Bright Future: Student ‘can’ help kids
Published 12:07 am Thursday, September 15, 2011
NATCHEZ — Grayson Bryant will probably never view a can of soda the same way again.
This summer the Cathedral Middle School seventh grader was inspired to make cool bracelets out of soda can tabs after her grandmother brought her one from a trip to Honduras.
“Everyone came up to me and told me how cool it was,” Bryant said. “I looked at it and thought, ‘it can’t be that hard.’ So over the summer I learned how to make them.”
Bryant sells the bracelets for $4 each, and she is contributing all of her profits to St. Jude Children’s Research Hospital.
St. Jude’s provides pediatric cancer treatment where families never pay for treatment not covered by insurance.
“I knew St. Jude’s already collected tabs, but for just so many cents a piece,” Bryant said. “I thought it would be cool to make these bracelets and sell them for more money.”
Bryant said the bracelets were a hit with students right away. The trendsetter said with the help of her history teacher, Mike Durr, she was able to set up her charity.
Durr takes orders, only from middle school students right now, for the bracelets. He compiles the orders in a database and gives Bryant a printout before she leaves for the day. He also collects and keeps the money in a safe place.
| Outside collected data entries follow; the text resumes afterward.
//! In-process billing client
//!
//! Delivers collected samples straight into a local `UsageAggregator`, for
//! deployments without a remote billing service.

use super::{BillingClient, UsageAggregator};
use crate::models::MetricSample;
use anyhow::Result;
use async_trait::async_trait;
use chrono::{DateTime, Utc};
use std::sync::Arc;
use tracing::{debug, warn};

pub struct AggregatorBillingClient {
    aggregator: Arc<UsageAggregator>,
}

impl AggregatorBillingClient {
    pub fn new(aggregator: Arc<UsageAggregator>) -> Self {
        Self { aggregator }
    }
}

#[async_trait]
impl BillingClient for AggregatorBillingClient {
    async fn send_metrics_batch(
        &self,
        vm_id: &str,
        customer_id: &str,
        samples: &[MetricSample],
    ) -> Result<()> {
        self.aggregator
            .process_metrics_batch(vm_id, customer_id, samples);
        Ok(())
    }

    async fn send_heartbeat(&self, instance_id: &str, active_vms: &[String]) -> Result<()> {
        debug!(
            instance = %instance_id,
            collected_vms = active_vms.len(),
            aggregated_vms = self.aggregator.active_vm_count(),
            "Billing heartbeat"
        );
        Ok(())
    }

    async fn notify_vm_started(
        &self,
        vm_id: &str,
        customer_id: &str,
        started_at: DateTime<Utc>,
    ) -> Result<()> {
        self.aggregator
            .notify_vm_started(vm_id, customer_id, started_at);
        Ok(())
    }

    async fn notify_vm_stopped(&self, vm_id: &str, stopped_at: DateTime<Utc>) -> Result<()> {
        self.aggregator.notify_vm_stopped(vm_id, stopped_at);
        Ok(())
    }

    async fn notify_possible_gap(
        &self,
        vm_id: &str,
        last_sent: DateTime<Utc>,
        resume_time: DateTime<Utc>,
    ) -> Result<()> {
        warn!(
            vm_id = %vm_id,
            last_sent = %last_sent,
            resume_time = %resume_time,
            gap_secs = resume_time.signed_duration_since(last_sent).num_seconds(),
            "Possible gap in usage data"
        );
        Ok(())
    }
}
Bryant said she has sold between 50 and 60 bracelets so far. While she keeps her technique a secret from friends, she did train her mother to help her make the popular jewelry.
“One night we had to make 24 bracelets,” Bryant said. “We were up pretty late, so she made the rest. I had to go to bed.”
Bryant spends between 10 and 15 minutes making a bracelet out of two materials — elastic string and a heaping scoop of tabs. To add a little flair to the project, Bryant affixes a colored soda can tab to each bracelet. Right now, the student is using green to promote the Green Wave spirit. But the colored tabs are not as plentiful.
“Sprite has the green ones,” Bryant said. “My dad works at the country club, so he saves them for me. People also sit them by me at lunch, so I’ll end up with one or two.”
Bryant said she can make special bracelets with customized colors, but that costs extra.
Bryant said making the bracelets is mostly a relaxing activity — she likes to watch TV while she works — but sometimes the pace of business catches up with her a little bit.
“It can get nerve-wracking, knowing how many you have to make,” Bryant said. “I don’t want to only bring half the orders to school.”
If the bracelets are too big, Bryant said they can simply be squeezed together to make them smaller. For bigger wrists, she adds a few extra tabs.
“People like them because they are different from any other bracelet,” Bryant said.
Bryant, who loves math, said one day she aspires to be a doctor of obstetrics. She is the daughter of Tom and Priss Bryant.